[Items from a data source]
=== Section Start ===

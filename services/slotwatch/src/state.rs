//! Authoritative availability state and transition events.

use chrono::{DateTime, Utc};
use slotwatch_booking::{CombinedCheck, SlotCandidate};

/// The single availability state, written only by the reconciler.
#[derive(Debug, Clone, Default, PartialEq, Eq)]
pub struct AvailabilityState {
    available: bool,
    last_slot: Option<SlotCandidate>,
    last_checked_at: Option<DateTime<Utc>>,
}

/// The combined availability flipped between two successful checks.
#[derive(Debug, Clone, PartialEq, Eq)]
pub struct Transition {
    pub from: bool,
    pub to: bool,

    /// Last slot seen, captured when the transition was emitted.
    pub slot: Option<SlotCandidate>,

    pub at: DateTime<Utc>,
}

impl AvailabilityState {
    pub fn available(&self) -> bool {
        self.available
    }

    /// Earliest eligible slot from the most recent check that found one.
    ///
    /// Kept after availability drops back to false.
    pub fn last_slot(&self) -> Option<&SlotCandidate> {
        self.last_slot.as_ref()
    }

    pub fn last_checked_at(&self) -> Option<DateTime<Utc>> {
        self.last_checked_at
    }

    /// Fold a successful check into the state.
    ///
    /// Returns a transition iff the availability flag changed.
    pub fn apply(&mut self, check: &CombinedCheck) -> Option<Transition> {
        self.last_checked_at = Some(check.checked_at);

        if let Some(slot) = &check.slot {
            self.last_slot = Some(slot.clone());
        }

        if check.available == self.available {
            return None;
        }

        let from = self.available;
        self.available = check.available;
        Some(Transition {
            from,
            to: check.available,
            slot: self.last_slot.clone(),
            at: check.checked_at,
        })
    }
}

#[cfg(test)]
mod tests {
    use super::*;
    use slotwatch_booking::{SlotStatus, ZonedDateTime};

    fn slot(start: &str) -> SlotCandidate {
        SlotCandidate {
            status: SlotStatus::Available,
            start_date_time: ZonedDateTime {
                date_time: start.to_string(),
                time_zone: "UTC".to_string(),
            },
            end_date_time: ZonedDateTime {
                date_time: start.to_string(),
                time_zone: "UTC".to_string(),
            },
            available_count: 2,
        }
    }

    fn check(slot: Option<SlotCandidate>) -> CombinedCheck {
        CombinedCheck::reduce([slot], Utc::now())
    }

    #[test]
    fn test_starts_unavailable() {
        let state = AvailabilityState::default();
        assert!(!state.available());
        assert!(state.last_slot().is_none());
        assert!(state.last_checked_at().is_none());
    }

    #[test]
    fn test_transition_only_on_flip() {
        let mut state = AvailabilityState::default();

        assert!(state.apply(&check(None)).is_none());
        assert!(state.last_checked_at().is_some());

        let up = state
            .apply(&check(Some(slot("2030-01-01T09:00:00Z"))))
            .expect("false -> true");
        assert!(!up.from);
        assert!(up.to);
        assert_eq!(up.slot, Some(slot("2030-01-01T09:00:00Z")));

        assert!(state.apply(&check(Some(slot("2030-01-02T09:00:00Z")))).is_none());
        assert_eq!(state.last_slot(), Some(&slot("2030-01-02T09:00:00Z")));

        let down = state.apply(&check(None)).expect("true -> false");
        assert!(down.from);
        assert!(!down.to);
    }

    #[test]
    fn test_last_slot_retained_after_drop() {
        let mut state = AvailabilityState::default();
        state.apply(&check(Some(slot("2030-01-01T09:00:00Z"))));
        let down = state.apply(&check(None)).unwrap();

        assert!(!state.available());
        assert_eq!(state.last_slot(), Some(&slot("2030-01-01T09:00:00Z")));
        assert_eq!(down.slot, Some(slot("2030-01-01T09:00:00Z")));
    }
}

=== Section End ===

WORK TASK: For every line above that includes the string "Option", copy the line.

EXPECTED OUTPUT:
    last_slot: Option<SlotCandidate>,
    last_checked_at: Option<DateTime<Utc>>,
    pub slot: Option<SlotCandidate>,
    pub fn last_slot(&self) -> Option<&SlotCandidate> {
    pub fn last_checked_at(&self) -> Option<DateTime<Utc>> {
    pub fn apply(&mut self, check: &CombinedCheck) -> Option<Transition> {
    fn check(slot: Option<SlotCandidate>) -> CombinedCheck {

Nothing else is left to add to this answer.